Here, we will study about the Linear equations.

**Linear equations** in one variable are equations that are written as ax + b = 0, where a and b are two integers and x is a variable, and there is only one solution. 3x+2=5, for example, is a linear equation with only one variable. As a result, there is only one solution to this equation, which is x = 3/11. A linear equation in two variables, on the other hand, has two solutions.

A one-variable linear equation is one with a maximum of one variable of order one. The formula is ax + b = 0, using x as the variable.

There is just one solution to this equation. Here are a few examples:

- 4x = 8
- 5x + 10 = -20
- 1 + 6x = 11

Linear equations in one variable are written in standard form as:

ax + b = 0

Here,

- The numbers ‘a’ and ‘b’ are real.
- Neither ‘a’ nor ‘b’ are equal to zero.

**Solving Linear Equations in One Variable**

The steps for solving an equation with only one variable are as follows:

**Step 1: **If there are any fractions, use LCM to remove them.

**Step 2:** Both sides of the equation should be simplified.

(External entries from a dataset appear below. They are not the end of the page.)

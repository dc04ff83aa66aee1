use core::{error, fmt};

use chrono::{DateTime, FixedOffset};

use crate::Reflect;
use crate::info::TypeInfo;

// -----------------------------------------------------------------------------
// ScalarRef

/// A borrowed view of a scalar value.
///
/// Integers are widened to `i64`/`u64`; `u64` is only used for values that
/// do not fit `i64` or come from unsigned types.
#[derive(Debug, Clone, Copy)]
pub enum ScalarRef<'a> {
    Bool(bool),
    Int(i64),
    UInt(u64),
    F32(f32),
    F64(f64),
    Char(char),
    Str(&'a str),
    DateTime(DateTime<FixedOffset>),
    Type(&'static TypeInfo),
}

impl ScalarRef<'_> {
    /// Converts the view into an owned [`ScalarValue`].
    pub fn to_value(&self) -> ScalarValue {
        match *self {
            Self::Bool(v) => ScalarValue::Bool(v),
            Self::Int(v) => ScalarValue::Int(v),
            Self::UInt(v) => ScalarValue::UInt(v),
            Self::F32(v) => ScalarValue::F32(v),
            Self::F64(v) => ScalarValue::F64(v),
            Self::Char(v) => ScalarValue::Char(v),
            Self::Str(v) => ScalarValue::Str(v.to_owned()),
            Self::DateTime(v) => ScalarValue::DateTime(v),
            Self::Type(v) => ScalarValue::Type(v),
        }
    }

    /// Returns the value as `f64` if it is numeric.
    pub fn as_f64(&self) -> Option<f64> {
        match *self {
            Self::Int(v) => Some(v as f64),
            Self::UInt(v) => Some(v as f64),
            Self::F32(v) => Some(v as f64),
            Self::F64(v) => Some(v),
            _ => None,
        }
    }

    /// Returns the value as `i128` if it is an integer.
    pub fn as_i128(&self) -> Option<i128> {
        match *self {
            Self::Int(v) => Some(v as i128),
            Self::UInt(v) => Some(v as i128),
            _ => None,
        }
    }
}

impl PartialEq for ScalarRef<'_> {
    fn eq(&self, other: &Self) -> bool {
        use ScalarRef::*;
        match (*self, *other) {
            (Bool(a), Bool(b)) => a == b,
            (Char(a), Char(b)) => a == b,
            (Str(a), Str(b)) => a == b,
            (DateTime(a), DateTime(b)) => a == b,
            (Type(a), Type(b)) => a.type_id() == b.type_id(),
            (Int(_) | UInt(_), Int(_) | UInt(_)) => self.as_i128() == other.as_i128(),
            (F32(a), F32(b)) => a == b,
            (a, b) => match (a.as_f64(), b.as_f64()) {
                (Some(a), Some(b)) => a == b,
                _ => false,
            },
        }
    }
}

impl fmt::Display for ScalarRef<'_> {
    fn fmt(&self, f: &mut fmt::Formatter<'_>) -> fmt::Result {
        match self {
            Self::Bool(v) => fmt::Display::fmt(v, f),
            Self::Int(v) => fmt::Display::fmt(v, f),
            Self::UInt(v) => fmt::Display::fmt(v, f),
            Self::F32(v) => fmt::Display::fmt(v, f),
            Self::F64(v) => fmt::Display::fmt(v, f),
            Self::Char(v) => fmt::Display::fmt(v, f),
            Self::Str(v) => f.write_str(v),
            Self::DateTime(v) => f.write_str(&v.to_rfc3339()),
            Self::Type(v) => f.write_str(v.type_path()),
        }
    }
}

// -----------------------------------------------------------------------------
// ScalarValue

/// An owned scalar value, the input of [`FromScalar`].
#[derive(Debug, Clone)]
pub enum ScalarValue {
    Bool(bool),
    Int(i64),
    UInt(u64),
    F32(f32),
    F64(f64),
    Char(char),
    Str(String),
    DateTime(DateTime<FixedOffset>),
    Type(&'static TypeInfo),
}

impl ScalarValue {
    #[inline]
    pub fn as_ref(&self) -> ScalarRef<'_> {
        match self {
            Self::Bool(v) => ScalarRef::Bool(*v),
            Self::Int(v) => ScalarRef::Int(*v),
            Self::UInt(v) => ScalarRef::UInt(*v),
            Self::F32(v) => ScalarRef::F32(*v),
            Self::F64(v) => ScalarRef::F64(*v),
            Self::Char(v) => ScalarRef::Char(*v),
            Self::Str(v) => ScalarRef::Str(v),
            Self::DateTime(v) => ScalarRef::DateTime(*v),
            Self::Type(v) => ScalarRef::Type(v),
        }
    }

    /// Creates the error for a failed conversion of this value into `target`.
    #[inline]
    pub fn error(&self, target: &'static str) -> ScalarError {
        ScalarError {
            value: self.as_ref().to_string(),
            target,
        }
    }

    /// Interprets the value as an integer.
    ///
    /// Integral floats and numeric strings are accepted.
    pub fn to_integer(&self) -> Option<i128> {
        match self {
            Self::Int(v) => Some(*v as i128),
            Self::UInt(v) => Some(*v as i128),
            Self::F32(v) => integral(*v as f64),
            Self::F64(v) => integral(*v),
            Self::Str(s) => {
                let s = s.trim();
                s.parse::<i128>()
                    .ok()
                    .or_else(|| s.parse::<f64>().ok().and_then(integral))
            }
            _ => None,
        }
    }

    /// Interprets the value as a float.
    ///
    /// Strings are parsed, including `NaN` and `Infinity`.
    pub fn to_float(&self) -> Option<f64> {
        match self {
            Self::Int(v) => Some(*v as f64),
            Self::UInt(v) => Some(*v as f64),
            Self::F32(v) => Some(*v as f64),
            Self::F64(v) => Some(*v),
            Self::Str(s) => s.trim().parse::<f64>().ok(),
            _ => None,
        }
    }
}

fn integral(v: f64) -> Option<i128> {
    if v.is_finite() && v.fract() == 0.0 && v.abs() < 1.7e38 {
        Some(v as i128)
    } else {
        None
    }
}

// -----------------------------------------------------------------------------
// Scalar

/// A reflected value with a primitive representation.
pub trait Scalar: Reflect {
    /// Returns a borrowed view of the value.
    fn as_scalar(&self) -> ScalarRef<'_>;
}

/// Construction of a scalar type from any compatible [`ScalarValue`].
///
/// Decoders read text into the closest scalar representation and leave
/// the final narrowing to the target type.
pub trait FromScalar: Sized {
    fn from_scalar(value: ScalarValue) -> Result<Self, ScalarError>;
}

// -----------------------------------------------------------------------------
// ScalarError

/// A scalar value that does not fit the target type.
#[derive(Debug, Clone, PartialEq, Eq)]
pub struct ScalarError {
    /// The textual form of the offending value.
    pub value: String,
    /// Path of the target type.
    pub target: &'static str,
}

impl fmt::Display for ScalarError {
    fn fmt(&self, f: &mut fmt::Formatter<'_>) -> fmt::Result {
        write!(f, "cannot convert `{}` to `{}`", self.value, self.target)
    }
}

impl error::Error for ScalarError {}

// -----------------------------------------------------------------------------
// Tests

#[cfg(test)]
mod tests {
    use super::{ScalarRef, ScalarValue};

    #[test]
    fn numeric_views_compare_across_widths() {
        assert_eq!(ScalarRef::Int(3), ScalarRef::UInt(3));
        assert_eq!(ScalarRef::Int(3), ScalarRef::F64(3.0));
        assert_ne!(ScalarRef::Int(-1), ScalarRef::UInt(u64::MAX));
        assert_ne!(ScalarRef::Str("1"), ScalarRef::Int(1));
    }

    #[test]
    fn integer_interpretation() {
        assert_eq!(ScalarValue::F64(4.0).to_integer(), Some(4));
        assert_eq!(ScalarValue::F64(4.5).to_integer(), None);
        assert_eq!(ScalarValue::Str(" 12 ".into()).to_integer(), Some(12));
        assert_eq!(ScalarValue::Str("1e3".into()).to_integer(), Some(1000));
        assert_eq!(ScalarValue::Bool(true).to_integer(), None);
    }

    #[test]
    fn float_interpretation() {
        assert!(ScalarValue::Str("NaN".into()).to_float().unwrap().is_nan());
        assert_eq!(
            ScalarValue::Str("-Infinity".into()).to_float(),
            Some(f64::NEG_INFINITY)
        );
        assert_eq!(ScalarValue::UInt(7).to_float(), Some(7.0));
    }
}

**Step 3:** Remove the variable from the equation.

**Step 4:** Make sure your response is correct.

**Problem Statement: **What two numbers have a sum of 18 and a difference of 8?

**Solution:**

Let both numbers be first and second.

According to the problem statement:

first + second = 18 (Consider this as 1st equation)first – second = 8 (Consider this as 2nd equation)

Add both equations:first + second + first – second = 18 + 8

2 * first = 26

first = 26 / 2

first = 13So from this we get first = 13, put this value in any equation i.e.

first + second = 18 (Put the value of first in this equation)

13 + second = 18

second = 18 – 13

second = 5

So, the numbers are 13 and 5.If we consider the case i.e.

second – first = 8, then the solution will be same and the first number will become 5 and second number will become 13.

**Sample Questions**

**Question 1: The sum of three numbers is 33, and the sum of the first two numbers from those three numbers is 19. The task is to find the third number.**

**Solution:**

Let the numbers be first, second and third.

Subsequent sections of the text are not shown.